L’omnipraticien commence ses travaux avec le MMSE. Mais il se heurte rapidement à plusieurs difficultés. « Entre autres, je voulais faire un graphique en deux dimensions avec trois variables, mais ça semblait très difficile, voire impossible. J’ai alors appelé à l’aide mon grand ami, Christian Gourdeau, qui enseigne la physique au Cégep Limoilou. Il décide d’aborder l’évolution de la cognition comme un problème de physique. » L’idée devient alors réalisable. Ensemble, les deux professionnels mettent au point les premières courbes à partir de la grande banque de données de l’Étude canadienne sur la santé et le vieillissement.
Quand ils montrent leurs travaux à des spécialistes de la Clinique interdisciplinaire de mémoire, tout de suite ces derniers manifestent un vif intérêt. L’un d’eux, le Dr Robert Jr Laforce, les aide même à rédiger un article scientifique sur leurs courbes.

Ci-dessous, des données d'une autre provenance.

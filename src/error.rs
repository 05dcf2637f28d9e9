/// Crate-level error type for the groovescribe transcription library.
#[derive(Debug, thiserror::Error)]
pub enum Error {
    /// Invalid parameter value.
    #[error("invalid parameter `{name}`: got {value}, {reason}")]
    InvalidParameter {
        name: &'static str,
        value: String,
        reason: String,
    },

    /// A required dimension is zero or invalid.
    #[error("invalid size for `{name}`: {value} ({reason})")]
    InvalidSize {
        name: &'static str,
        value: usize,
        reason: &'static str,
    },

    /// Frequency range is invalid.
    #[error("invalid frequency range: fmin={fmin}, fmax={fmax} ({reason})")]
    InvalidFrequencyRange {
        fmin: f32,
        fmax: f32,
        reason: String,
    },

    /// Sample rate must be strictly positive.
    #[error("sample rate must be > 0")]
    InvalidSampleRate,

    /// Audio data contains non-finite values (NaN or Inf).
    #[error("audio data contains non-finite values")]
    NonFiniteAudio,

    /// Input array has incorrect shape for the operation.
    #[error("shape mismatch: expected {expected}, got {got}")]
    ShapeMismatch { expected: String, got: String },

    /// Segmentation metadata could not be parsed.
    #[error("invalid segmentation metadata: {0}")]
    Segmentation(#[from] serde_json::Error),
}

impl Error {
    pub(crate) fn invalid(name: &'static str, value: impl ToString, reason: impl Into<String>) -> Self {
        Error::InvalidParameter {
            name,
            value: value.to_string(),
            reason: reason.into(),
        }
    }
}

/// Convenience Result type for groovescribe operations.
pub type Result<T> = std::result::Result<T, Error>;
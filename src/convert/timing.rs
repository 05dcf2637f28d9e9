/// Convert frame indices to time (seconds).
pub fn frames_to_time(frames: &[usize], sr: u32, hop_length: usize) -> Vec<f32> {
    frames
        .iter()
        .map(|&f| frame_to_time(f, sr, hop_length))
        .collect()
}

/// Time in seconds of a single frame index.
pub fn frame_to_time(frame: usize, sr: u32, hop_length: usize) -> f32 {
    (frame * hop_length) as f32 / sr as f32
}

/// Convert time (seconds) to the nearest frame index.
pub fn time_to_frames(times: &[f32], sr: u32, hop_length: usize) -> Vec<usize> {
    times
        .iter()
        .map(|&t| ((t.max(0.0) * sr as f32) / hop_length as f32).round() as usize)
        .collect()
}

/// Convert time (seconds) to a sample index, clamped at zero.
pub fn time_to_sample(time: f32, sr: u32) -> usize {
    (time.max(0.0) * sr as f32) as usize
}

Mais même si les chercheurs présentent leurs résultats dans des congrès et gagnent quelques prix, ils ont de la difficulté à publier leurs résultats. « Comme le MMSE existe depuis les années 1960, les réviseurs des revues avaient comme réflexe de dire : “Si vos courbes fonctionnent, pourquoi personne ne les a faites avant vous ?” Ils trouvaient ça louche. Le concept était tellement novateur qu’ils ne le comprenaient pas. »
En 2017, le Dr Bernier et son équipe parviennent finalement à intéresser le Journal de l’Association médicale canadienne à leur outil. Le défi suivant pour les chercheurs sera le MoCA, dont ils présentent maintenant les courbes dans le JAGS. Mais ils ne s’arrêteront pas là. Ils se penchent actuellement sur des tests comme le Dépistage Cognitif de Québec pour créer de nouvelles courbes. Ils désirent également adapter leur instrument à des patients plus jeunes. Ils ont par ailleurs fait breveter aux États-Unis leur méthode pour créer des courbes cognitives. « On est sur le point d’obtenir aussi un brevet au Canada », affirme le Dr Bernier. //
Pour utiliser les courbes de croissance : QuoCo.org
1. Bernier P, Gourdeau C, Carmichael PH et coll. It’s all about cognitive trajectory: accuracy of the cognitive charts-MoCA in normal aging, MCI, and dementia. J Am Geriatr Soc 2022. DOI : 10.1111/jgs.18029. Publié d’abord en ligne le 14 septembre 2022.
2. Bernier P, Gourdeau C, Carmichael P-H et coll. Validation and diagnostic accuracy of predictive curves for age-associated longitudinal cognitive decline in older adults. CMAJ 2017 ; 189 (48) : E1472-80. DOI : 10.1503/cmaj.160792.